Похоже, это был лучший из всех возможных ответов. Сью Эллен расплылась в счастливой улыбке, а Эйлина поспешно прикрыла ладонью свой золотой рот. Но по ее глазам было видно, что и она улыбается.

Девочки решили ехать с Хоком, поскольку им совсем не «улыбалось» весь день безвылазно торчать в «Эльдорадо». Хок велел им сменить шорты на платья, посадил девочек в свой потрепанный «леманс» и покатил по дамбе Макартура в Майами.

— Завтра вечером мы поднимемся на крышу «Эльдорадо», — говорил Хок, не отрывая взгляда от дороги, — и вы увидите, как в гавань заходят круизные лайнеры. Из Майами отходит больше всего океанских лайнеров в мире.

— Я никогда не была в круизе, — призналась Сью Эллен.

— Я тоже, — поддакнула Эйлина.

— А я как-то раз сплавал на круизном теплоходе в Нассау. Провел там выходные. Только зря потратил деньги. Уик-энд в Нассау ничем не лучше уик-энда в Городе Свободы.

— А где это? — спросила Эйлина.

— Нассау — на Багамах, а Город Свободы — это одно из самых больших негритянских гетто Майами.

Приехав в управление, Хок отвел девочек в комнату для допросов, потом сбегал к себе в стеклянный кабинет и вернулся с пачкой писчей бумаги и шариковыми ручками.

— Я буду работать у себя в кабинете, а вы пока порисуйте, — сказал он, вручая бумагу и ручки дочерям. — Я помню, что вы любили рисовать.

Сью Эллен рассмеялась:

— Пап, мне уже шестнадцать лет.

— Но ты ведь любила рисовать, не так ли?

— Да, но это было много лет назад. Помню, как-то раз ты даже приковал меня наручниками к ножке стола на заднем дворике.

— Я никогда такого не делал! — запротестовал Хок.

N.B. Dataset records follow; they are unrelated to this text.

//! Common test utilities and fleet fixtures.

use std::path::PathBuf;
use std::sync::Arc;

use fleetshare_lib::{demo_fleet, save_fleet, Fleet, GeoLocation, InMemoryStorage, Vehicle};
use tempfile::TempDir;

/// Query point shared by fixtures.
#[allow(dead_code)]
pub fn origin() -> GeoLocation {
    GeoLocation::new(52.5466, 13.3512)
}

/// An available vehicle `meters_north` of [`origin`].
#[allow(dead_code)]
pub fn vehicle_at(id: &str, meters_north: f64) -> Vehicle {
    Vehicle::available(id, format!("Scooter {id}"), origin().offset_north(meters_north))
}

/// In-memory fleet over the given vehicles.
#[allow(dead_code)]
pub fn fleet_with(vehicles: Vec<Vehicle>) -> Fleet {
    let storage = InMemoryStorage::from_vehicles(vehicles).expect("valid test fleet");
    Fleet::new(Arc::new(storage))
}

/// Temporary directory holding a saved demo dataset.
#[allow(dead_code)]
pub struct DatasetFixture {
    _dir: TempDir,
    pub path: PathBuf,
}

/// Write a demo fleet to a throwaway file named `file_name`.
#[allow(dead_code)]
pub fn demo_dataset(file_name: &str, vehicles: usize, riders: usize) -> DatasetFixture {
    let dir = tempfile::tempdir().expect("create temp dir");
    let path = dir.path().join(file_name);
    save_fleet(&path, &demo_fleet(origin(), vehicles, riders)).expect("write demo fleet");
    DatasetFixture { _dir: dir, path }
}
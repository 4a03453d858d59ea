use std::io;
use std::path::{Path, PathBuf};
use std::time::Duration;

use anyhow::{bail, Context, Result};
use clap::{Parser, Subcommand};
use tracing::info;
use tracing_subscriber::{EnvFilter, FmtSubscriber};

use fleetshare_cli::output::{render_nearby, render_summary, render_vehicles, OutputFormat};
use fleetshare_cli::simulation::{run_simulation, SimulationConfig};
use fleetshare_cli::terminal::ColorPalette;
use fleetshare_lib::{demo_fleet, save_fleet, Fleet, GeoLocation};

#[derive(Parser, Debug)]
#[command(author, version, about = "fleetshare dataset, query, and simulation tools")]
struct Cli {
    /// Fleet dataset (SQLite `.db` or `.json`).
    #[arg(long, env = "FLEETSHARE_DATA_PATH", default_value = "fleet.db", global = true)]
    data: PathBuf,

    #[arg(long, value_enum, default_value_t = OutputFormat::Text, global = true)]
    format: OutputFormat,

    #[command(subcommand)]
    command: Command,
}

#[derive(Subcommand, Debug)]
enum Command {
    /// Write a demo fleet laid out around a centre point.
    Init {
        #[arg(long, default_value_t = 50)]
        vehicles: usize,
        #[arg(long, default_value_t = 5)]
        riders: usize,
        #[arg(long, default_value_t = 52.5466, allow_negative_numbers = true)]
        latitude: f64,
        #[arg(long, default_value_t = 13.3512, allow_negative_numbers = true)]
        longitude: f64,
        /// Overwrite an existing dataset.
        #[arg(long)]
        force: bool,
    },
    /// List available vehicles within a radius, nearest first.
    Nearby {
        #[arg(long, allow_negative_numbers = true)]
        latitude: f64,
        #[arg(long, allow_negative_numbers = true)]
        longitude: f64,
        /// Search radius in meters.
        #[arg(long, default_value_t = 200.0)]
        radius: f64,
    },
    /// List every vehicle in the dataset.
    Vehicles,
    /// Run riders concurrently against the dataset and report the outcome.
    Simulate {
        #[arg(long, default_value_t = 3)]
        trips: usize,
        /// Location updates per trip.
        #[arg(long, default_value_t = 5)]
        steps: usize,
        #[arg(long, default_value_t = 10.0)]
        step_meters: f64,
        #[arg(long, default_value_t = 500.0)]
        radius: f64,
        /// Pause between a rider's trips, in milliseconds.
        #[arg(long, default_value_t = 0)]
        rest_ms: u64,
        /// Write the final vehicle positions back to the dataset.
        #[arg(long)]
        save: bool,
    },
}

fn main() -> Result<()> {
    init_tracing();
    let cli = Cli::parse();
    let palette = ColorPalette::detect();

    match cli.command {
        Command::Init {
            vehicles,
            riders,
            latitude,
            longitude,
            force,
        } => handle_init(
            &cli.data,
            GeoLocation::new(latitude, longitude),
            vehicles,
            riders,
            force,
        ),
        Command::Nearby {
            latitude,
            longitude,
            radius,
        } => {
            let fleet = load(&cli.data)?;
            let nearby = fleet
                .query_nearby(GeoLocation::new(latitude, longitude), radius)
                .context("nearby query failed")?;
            render_nearby(&mut io::stdout().lock(), &nearby, cli.format, &palette)?;
            Ok(())
        }
        Command::Vehicles => {
            let fleet = load(&cli.data)?;
            let vehicles = fleet.vehicles()?;
            render_vehicles(&mut io::stdout().lock(), &vehicles, cli.format, &palette)?;
            Ok(())
        }
        Command::Simulate {
            trips,
            steps,
            step_meters,
            radius,
            rest_ms,
            save,
        } => {
            let fleet = load(&cli.data)?;
            let origin = fleet
                .vehicles()?
                .first()
                .map(|v| v.location)
                .context("dataset has no vehicles")?;
            let config = SimulationConfig {
                origin,
                trips_per_rider: trips,
                steps_per_trip: steps,
                step_meters,
                search_radius: radius,
                rest: Duration::from_millis(rest_ms),
            };

            let summary = run_simulation(&fleet, fleet.riders(), &config)?;
            render_summary(&mut io::stdout().lock(), &summary, cli.format, &palette)?;

            if save {
                save_fleet(&cli.data, &fleet.snapshot()?)
                    .with_context(|| format!("failed to save {}", cli.data.display()))?;
                info!(path = %cli.data.display(), "fleet positions saved");
            }
            Ok(())
        }
    }
}

fn handle_init(
    path: &Path,
    center: GeoLocation,
    vehicles: usize,
    riders: usize,
    force: bool,
) -> Result<()> {
    center.validate()?;
    if path.exists() && !force {
        bail!(
            "{} already exists; pass --force to overwrite",
            path.display()
        );
    }

    let dataset = demo_fleet(center, vehicles, riders);
    save_fleet(path, &dataset)
        .with_context(|| format!("failed to write dataset to {}", path.display()))?;
    println!(
        "Wrote {} vehicles and {} riders to {}",
        dataset.vehicles.len(),
        dataset.riders.len(),
        path.display()
    );
    Ok(())
}

fn load(path: &Path) -> Result<Fleet> {
    Fleet::load(path).with_context(|| format!("failed to load dataset from {}", path.display()))
}

fn init_tracing() {
    let env_filter = EnvFilter::try_from_default_env().unwrap_or_else(|_| EnvFilter::new("warn"));
    let subscriber = FmtSubscriber::builder()
        .with_env_filter(env_filter)
        .with_writer(io::stderr)
        .finish();

    let _ = tracing::subscriber::set_global_default(subscriber);
}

— Еще как делал! Я все помню. Я тогда так плакала... Мне было так обидно...

— Дочка, ты что-то путаешь. Тебе тогда было не больше шести лет, и твои ручонки просто проскользнули бы сквозь наручники. У тебя запястья были вот такусенькие. — Хок соединил в окружность большой и указательный пальцы.

— Именно поэтому ты и надел наручники мне на лодыжку. Я столько всего про тебя помню, папа — ты не поверишь!

— Ладно, не хотите рисовать — напишите письма маме. Я потом принесу вам конверты. — Хок решил не пробуждать в Сью Эллен новые воспоминания о детстве.

Вернувшись в стеклянный кабинет, Хок позвонил в Ривьера-Бич отцу. Хозяйственный магазин Мозли-старшего работал и по субботам, но старик приходил туда только часам к десяти, поэтому Хок был уверен, что застанет отца дома.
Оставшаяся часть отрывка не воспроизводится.